Pyncheon Street, in front of the House of the Seven Gables, was a far
pleasanter scene than a by-lane, confined by shabby fences, and
bordered with wooden dwellings of the meaner class, could reasonably be
expected to present. Nature made sweet amends, that morning, for the
five unkindly days which had preceded it. It would have been enough to
live for, merely to look up at the wide benediction of the sky, or as
much of it as was visible between the houses, genial once more with
sunshine. Every object was agreeable, whether to be gazed at in the
breadth, or examined more minutely. Such, for example, were the
well-washed pebbles and gravel of the sidewalk; even the sky-reflecting
pools in the centre of the street; and the grass, now freshly verdant,
that crept along the base of the fences, on the other side of which, if
one peeped over, was seen the multifarious growth of gardens.
Vegetable productions, of whatever kind, seemed more than negatively
happy, in the juicy warmth and abundance of their life. The Pyncheon
Elm, throughout its great circumference, was all alive, and full of the
morning sun and a sweet-tempered little breeze, which lingered within
this verdant sphere, and set a thousand leafy tongues a-whispering all
at once. This aged tree appeared to have suffered nothing from the
gale. It had kept its boughs unshattered, and its full complement of
leaves; and the whole in perfect verdure, except a single branch, that,
by the earlier change with which the elm-tree sometimes prophesies the
autumn, had been transmuted to bright gold. It was like the golden
branch that gained Aeneas and the Sibyl admittance into Hades.
This one mystic branch hung down before the main entrance of the Seven
Gables, so nigh the ground that any passer-by might have stood on
tiptoe and plucked it off. Presented at the door, it would have been a
symbol of his right to enter, and be made acquainted with all the
secrets of the house.
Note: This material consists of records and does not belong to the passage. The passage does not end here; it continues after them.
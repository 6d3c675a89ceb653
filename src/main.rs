//! Sitegrab main entry point
//!
//! This is the command-line interface for the sitegrab crawler.

use clap::Parser;
use sitegrab::config::{load_config, Config};
use sitegrab::crawler::crawl;
use std::path::PathBuf;
use tokio_util::sync::CancellationToken;
use tracing_subscriber::EnvFilter;

/// Exit code reported when a crawl was interrupted by a signal.
const EXIT_INTERRUPTED: i32 = 130;

/// Sitegrab: a depth-bounded, resumable web crawler
///
/// Downloads the starting page, extracts its same-host links, and follows
/// them recursively up to the configured depth. Pages are cached on disk,
/// so an interrupted crawl picks up where it left off when rerun.
#[derive(Parser, Debug)]
#[command(name = "sitegrab")]
#[command(version)]
#[command(about = "A depth-bounded, resumable web crawler", long_about = None)]
struct Cli {
    /// Starting URL to crawl (required unless the config file sets start-url)
    #[arg(short, long)]
    url: Option<String>,

    /// Destination directory for downloaded pages
    #[arg(short, long)]
    dir: Option<String>,

    /// Maximum crawl depth
    #[arg(long)]
    depth: Option<u32>,

    /// Maximum number of concurrent fetches
    #[arg(long)]
    concurrency: Option<u32>,

    /// Path to a TOML configuration file
    #[arg(short, long)]
    config: Option<PathBuf>,

    /// Increase logging verbosity (-v, -vv, -vvv)
    #[arg(short, long, action = clap::ArgAction::Count)]
    verbose: u8,

    /// Suppress non-error output
    #[arg(short, long, conflicts_with = "verbose")]
    quiet: bool,
}

#[tokio::main]
async fn main() -> Result<(), Box<dyn std::error::Error>> {
    let cli = Cli::parse();

    setup_logging(cli.verbose, cli.quiet);

    let config = resolve_config(&cli)?;

    let cancel = CancellationToken::new();
    spawn_signal_handler(cancel.clone());

    tracing::info!("starting crawl of {}", config.crawler.start_url);
    tracing::info!("destination directory: {}", config.storage.destination_dir);
    tracing::info!("max depth: {}", config.crawler.max_depth);

    let visited = crawl(&config, cancel.clone()).await?;

    println!("Visited {} page(s)", visited.len());
    println!("Pages saved to: {}", config.storage.destination_dir);

    if cancel.is_cancelled() {
        println!("Crawl was interrupted. Resume by running the same command again.");
        std::process::exit(EXIT_INTERRUPTED);
    }

    Ok(())
}

/// Builds the effective configuration from the optional config file and the
/// command-line overrides. Flags win over file values.
fn resolve_config(cli: &Cli) -> Result<Config, sitegrab::ConfigError> {
    let mut config = match &cli.config {
        Some(path) => {
            tracing::info!("loading configuration from {}", path.display());
            load_config(path)?
        }
        None => Config::default(),
    };

    if let Some(url) = &cli.url {
        config.crawler.start_url = url.clone();
    }
    if let Some(dir) = &cli.dir {
        config.storage.destination_dir = dir.clone();
    }
    if let Some(depth) = cli.depth {
        config.crawler.max_depth = depth;
    }
    if let Some(concurrency) = cli.concurrency {
        config.crawler.max_concurrent_fetches = concurrency;
    }

    Ok(config)
}

/// Sets up the logging/tracing subscriber based on verbosity level
fn setup_logging(verbose: u8, quiet: bool) {
    let filter = if quiet {
        // Only show errors
        EnvFilter::new("error")
    } else {
        match verbose {
            0 => EnvFilter::new("sitegrab=info,warn"),
            1 => EnvFilter::new("sitegrab=debug,info"),
            2 => EnvFilter::new("sitegrab=trace,debug"),
            _ => EnvFilter::new("trace"),
        }
    };

    tracing_subscriber::fmt()
        .with_env_filter(filter)
        .with_target(false)
        .with_thread_ids(false)
        .with_file(false)
        .init();
}

/// Cancels the token on the first SIGINT or SIGTERM.
fn spawn_signal_handler(cancel: CancellationToken) {
    tokio::spawn(async move {
        wait_for_signal().await;
        eprintln!("\nReceived shutdown signal, finishing in-flight work...");
        cancel.cancel();
    });
}

#[cfg(unix)]
async fn wait_for_signal() {
    use tokio::signal::unix::{signal, SignalKind};

    let mut sigterm = match signal(SignalKind::terminate()) {
        Ok(stream) => stream,
        Err(err) => {
            tracing::error!("failed to install SIGTERM handler: {}", err);
            let _ = tokio::signal::ctrl_c().await;
            return;
        }
    };

    tokio::select! {
        _ = tokio::signal::ctrl_c() => {}
        _ = sigterm.recv() => {}
    }
}

#[cfg(not(unix))]
async fn wait_for_signal() {
    let _ = tokio::signal::ctrl_c().await;
}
So little faith is due to external appearance,
that there was really an inviting aspect over the venerable edifice,
conveying an idea that its history must be a decorous and happy one,
and such as would be delightful for a fireside tale. Its windows
gleamed cheerfully in the slanting sunlight. The lines and tufts of
green moss, here and there, seemed pledges of familiarity and
sisterhood with Nature; as if this human dwelling-place, being of such
old date, had established its prescriptive title among primeval oaks
and whatever other objects, by virtue of their long continuance, have
acquired a gracious right to be. A person of imaginative temperament,
while passing by the house, would turn, once and again, and peruse it
well: its many peaks, consenting together in the clustered chimney;
the deep projection over its basement-story; the arched window,
imparting a look, if not of grandeur, yet of antique gentility, to the
broken portal over which it opened; the luxuriance of gigantic
burdocks, near the threshold; he would note all these characteristics,
and be conscious of something deeper than he saw. He would conceive
the mansion to have been the residence of the stubborn old Puritan,
Integrity, who, dying in some forgotten generation, had left a blessing
in all its rooms and chambers, the efficacy of which was to be seen in
the religion, honesty, moderate competence, or upright poverty and
solid happiness, of his descendants, to this day.